Es gibt sie schon eine ganze Weile, aber seit dem 3. Juli gilt tatsächlich ein Verbot: Bestimmte Getränke dürfen nun keine losen Verschlussdeckel mehr haben. Die Idee dahinter ist offensichtlich, die Regelung soll Müll in der Landschaft verringern. Für Verbraucher sind Deckel, die fest mit der Flasche verbunden sind, allerdings oft gewöhnungsbedürftig, für manche gar ein Ärgernis.

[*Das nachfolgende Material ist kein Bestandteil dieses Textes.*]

// Copyright 2021-2025 Sebastian Ramacher
// SPDX-License-Identifier: LGPL-3.0-or-later

//! # Utils used by other modules.

use std::fmt;
use std::marker::PhantomData;
use std::str::FromStr;

use chrono::{DateTime, TimeZone, Utc};
use serde::de;

#[derive(Debug)]
pub(crate) struct DateTimeVisitor<'a>(pub &'a str);

impl de::Visitor<'_> for DateTimeVisitor<'_> {
    type Value = DateTime<Utc>;

    fn expecting(&self, formatter: &mut fmt::Formatter) -> fmt::Result {
        write!(formatter, "a date and time formatted as {}", self.0)
    }

    fn visit_str<E>(self, s: &str) -> Result<Self::Value, E>
    where
        E: de::Error,
    {
        match Utc.datetime_from_str(s, self.0) {
            Ok(dt) => Ok(dt),
            Err(_) => Err(de::Error::invalid_value(de::Unexpected::Str(s), &self)),
        }
    }
}

/// Deserialize a whitespace-separated list of `T: FromStr` values.
#[derive(Debug)]
pub(crate) struct WhitespaceListVisitor<T>(PhantomData<T>);

impl<T> WhitespaceListVisitor<T> {
    pub(crate) fn new() -> Self {
        Self(PhantomData)
    }
}

impl<T> de::Visitor<'_> for WhitespaceListVisitor<T>
where
    T: FromStr,
{
    type Value = Vec<T>;

    fn expecting(&self, formatter: &mut fmt::Formatter) -> fmt::Result {
        write!(formatter, "a whitespace-separated list")
    }

    fn visit_str<E>(self, s: &str) -> Result<Self::Value, E>
    where
        E: de::Error,
    {
        s.split_whitespace()
            .map(|item| T::from_str(item).map_err(|_| de::Error::invalid_value(de::Unexpected::Str(item), &self)))
            .collect()
    }
}

/// Deserialize a string into `T` via `TryFrom<&str>`.
#[derive(Debug)]
pub(crate) struct TryFromStrVisitor<T> {
    expecting: &'static str,
    _marker: PhantomData<T>,
}

impl<T> TryFromStrVisitor<T> {
    pub(crate) fn new(expecting: &'static str) -> Self {
        Self {
            expecting,
            _marker: PhantomData,
        }
    }
}

impl<T> de::Visitor<'_> for TryFromStrVisitor<T>
where
    T: for<'a> TryFrom<&'a str>,
{
    type Value = T;

    fn expecting(&self, formatter: &mut fmt::Formatter) -> fmt::Result {
        write!(formatter, "{}", self.expecting)
    }

    fn visit_str<E>(self, s: &str) -> Result<Self::Value, E>
    where
        E: de::Error,
    {
        T::try_from(s).map_err(|_| de::Error::invalid_value(de::Unexpected::Str(s), &self))
    }
}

Auch in der Fachwelt zeigt man teils Skepsis. Ein Verpackungsexperte, Markus Prem von der Hochschule Kempten, hat die verbindliche Vorgabe gegenüber der Deutschen Presse-Agentur scharf kritisiert. Die fest angebundenen Flaschendeckel seien nicht zwingend und nicht logisch. »Bringt das wirklich etwas für den Planeten oder selbst für Europa? Und da ist meine klare Antwort: Nein.«

Es handele sich um reinen Aktionismus, um ein schlechtes Gewissen zu beruhigen. Der Experte geht aber davon aus, dass auch bei den sogenannten tethered caps bald ein Gewöhnungseffekt eintritt.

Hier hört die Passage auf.